Monochromatic solutions to $x_{1}+x_{2}+\cdots+ x_{m}=x_{m+1}$

Question

What is the least $n$ such that any $2$-coloring of $[n]$ has a monochromatic solution to the equation
$$x_{1}+x_{2}+\cdots+ x_{m}=x_{m+1}.$$

I think the answer is $m^{2}+m-1$. I have a coloring of $[m^{2}+m-2]$ with no monochromatic solution. So $n\geq m^{2}+m-1$. I'm looking for the other inequality. But I have no idea how to approach the problem. Any hints would be very nice. Thanks.

Answer 1

(Below, intervals denote integer intervals, that is, $[a,b]=\{n\in\mathbb N\mid a\le n\le b\}$, and the colors are red and blue.)

To see the lower bound, we can consider the coloring where $[1,m-1]\cup[m^2,m^2+m-2]$ is colored red, and $[m,m^2-1]$ is colored blue. This coloring gives us no monochromatic solutions to $$x_1+\dots+x_m=x_{m+1}. $$

To see that any $2$-coloring of $[m^2+m-1]$ gives us a monochromatic solution, proceed by contradiction, and consider a putative counterexample.

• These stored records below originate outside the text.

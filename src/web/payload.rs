//! Reads `/chat` bodies: plain JSON, or multipart with a `payload` field and an optional `file`.

use actix_multipart::Multipart;
use actix_web::{http::header, web, HttpRequest};
use futures::StreamExt;
use log::debug;

use crate::error::RelayError;
use crate::web::models::{ChatRequest, ImageAttachment};

pub const PAYLOAD_FIELD: &str = "payload";
pub const FILE_FIELD: &str = "file";

#[derive(Debug)]
pub struct ChatPayload {
    pub request: ChatRequest,
    pub image: Option<ImageAttachment>,
}

fn is_multipart(req: &HttpRequest) -> bool {
    req.headers()
        .get(header::CONTENT_TYPE)
        .and_then(|value| value.to_str().ok())
        .map(|value| value.trim_start().to_ascii_lowercase().starts_with("multipart/form-data"))
        .unwrap_or(false)
}

pub fn parse_request(body: &[u8]) -> Result<ChatRequest, RelayError> {
    serde_json::from_slice(body)
        .map_err(|e| RelayError::InvalidRequest(format!("malformed chat request: {e}")))
}

pub async fn read_chat_payload(
    req: &HttpRequest,
    payload: web::Payload,
    max_json_bytes: usize,
    max_upload_bytes: usize,
) -> Result<ChatPayload, RelayError> {
    if is_multipart(req) {
        read_multipart(req, payload, max_upload_bytes).await
    } else {
        let body = read_body(payload, max_json_bytes).await?;
        Ok(ChatPayload {
            request: parse_request(&body)?,
            image: None,
        })
    }
}

async fn read_body(mut payload: web::Payload, limit: usize) -> Result<web::BytesMut, RelayError> {
    let mut body = web::BytesMut::new();
    while let Some(chunk) = payload.next().await {
        let chunk = chunk
            .map_err(|e| RelayError::InvalidRequest(format!("failed to read request body: {e}")))?;
        if body.len() + chunk.len() > limit {
            return Err(RelayError::PayloadTooLarge(limit));
        }
        body.extend_from_slice(&chunk);
    }
    Ok(body)
}

async fn read_multipart(
    req: &HttpRequest,
    payload: web::Payload,
    limit: usize,
) -> Result<ChatPayload, RelayError> {
    let mut multipart = Multipart::new(req.headers(), payload);
    let mut request = None;
    let mut image = None;
    let mut total = 0usize;

    while let Some(field) = multipart.next().await {
        let mut field = field.map_err(|e| RelayError::InvalidRequest(e.to_string()))?;
        let name = field
            .content_disposition()
            .get_name()
            .unwrap_or_default()
            .to_string();
        let file_name = field
            .content_disposition()
            .get_filename()
            .map(str::to_string);
        let declared_type = field.content_type().map(|m| m.essence_str().to_string());

        let mut data = Vec::new();
        while let Some(chunk) = field.next().await {
            let chunk = chunk.map_err(|e| RelayError::InvalidRequest(e.to_string()))?;
            total += chunk.len();
            if total > limit {
                return Err(RelayError::PayloadTooLarge(limit));
            }
            data.extend_from_slice(&chunk);
        }

        match name.as_str() {
            PAYLOAD_FIELD => request = Some(parse_request(&data)?),
            FILE_FIELD if data.is_empty() => debug!("Ignoring empty file part"),
            FILE_FIELD => {
                let media_type = resolve_media_type(declared_type.as_deref(), file_name.as_deref())?;
                image = Some(ImageAttachment {
                    media_type,
                    data,
                    file_name,
                });
            }
            other => debug!("Ignoring unknown form field {:?}", other),
        }
    }

    let request = request.ok_or_else(|| {
        RelayError::InvalidRequest(format!("multipart body is missing the `{PAYLOAD_FIELD}` field"))
    })?;
    Ok(ChatPayload { request, image })
}

/// Picks the image media type from the part header, or from the file extension
/// when the header is absent or generic.
pub fn resolve_media_type(
    declared: Option<&str>,
    file_name: Option<&str>,
) -> Result<String, RelayError> {
    match declared {
        Some(media_type) if media_type.starts_with("image/") => return Ok(media_type.to_string()),
        None | Some("application/octet-stream") => {}
        Some(other) => {
            return Err(RelayError::InvalidRequest(format!(
                "unsupported attachment type {other}"
            )))
        }
    }

    let extension = file_name
        .and_then(|name| name.rsplit_once('.'))
        .map(|(_, ext)| ext.to_ascii_lowercase());

    match extension.as_deref() {
        Some("png") => Ok("image/png".to_string()),
        Some("jpg") | Some("jpeg") => Ok("image/jpeg".to_string()),
        Some("webp") => Ok("image/webp".to_string()),
        Some("gif") => Ok("image/gif".to_string()),
        Some("heic") => Ok("image/heic".to_string()),
        Some("heif") => Ok("image/heif".to_string()),
        _ => Err(RelayError::InvalidRequest(
            "could not determine the attachment's image type".to_string(),
        )),
    }
}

• We may assume $\color{red}{1}$ is red, so $\color{blue}{m}=\color{red}{1}\cdot m$ is blue and $\color{red}{m^2}=\color{blue}m\cdot m$ is red.
• Since $\color{red}{1},\color{red}{m^2}$ are red, then $\color{red}{1}\cdot(m-1)+\color{red}{m^2}=\color{blue}{m^2+m-1}$ is blue.
• Since $\color{blue}{m},\color{blue}{m^2+m-1}=\color{blue}{m}\cdot(m-1)+(\color{red}{2m-1})$ are blue, then $\color{red}{2m-1}$ is red, and since $\color{red}{2m-1}=\color{red}{1}+\color{blue}{2}\cdot(m-1)$, then $\color{blue}{2}$ is blue, which gives us that $\color{blue}{2}\cdot(m-1)+\color{blue}{m}=\color{red}{3m-2}$ is red.
• Since $\color{red}{1},\color{red}{3m-2}$ are red, then $\color{red}{1}\cdot(m-1)+\color{red}{3m-2}=\color{blue}{4m-3}$ is blue. But since $\color{blue}{4m-3}=\color{red}{3}\cdot(m-1)+\color{blue}{m}$, then $\color{red}{3}$ is red, and therefore $\color{blue}{m+2}=\color{red}{1}\cdot(m-1)+\color{red}{3}$ is blue.
• We now have a contradiction, since $\color{red}{3}\cdot m=\color{blue}{2}\cdot(m-1)+\color{blue}{m+2}$, and no matter whether $3m$ is red or blue, we obtain a monochromatic solution to our equation, against the assumption.

By the way, in Ramsey theory on the integers, by Bruce Landman and Aaron Robertson, you can find this result and generalizations, discussed in section $8.2$. The argument for the upper bound I just showed is an adaptation of a result they prove there (see Theorem $8.21$).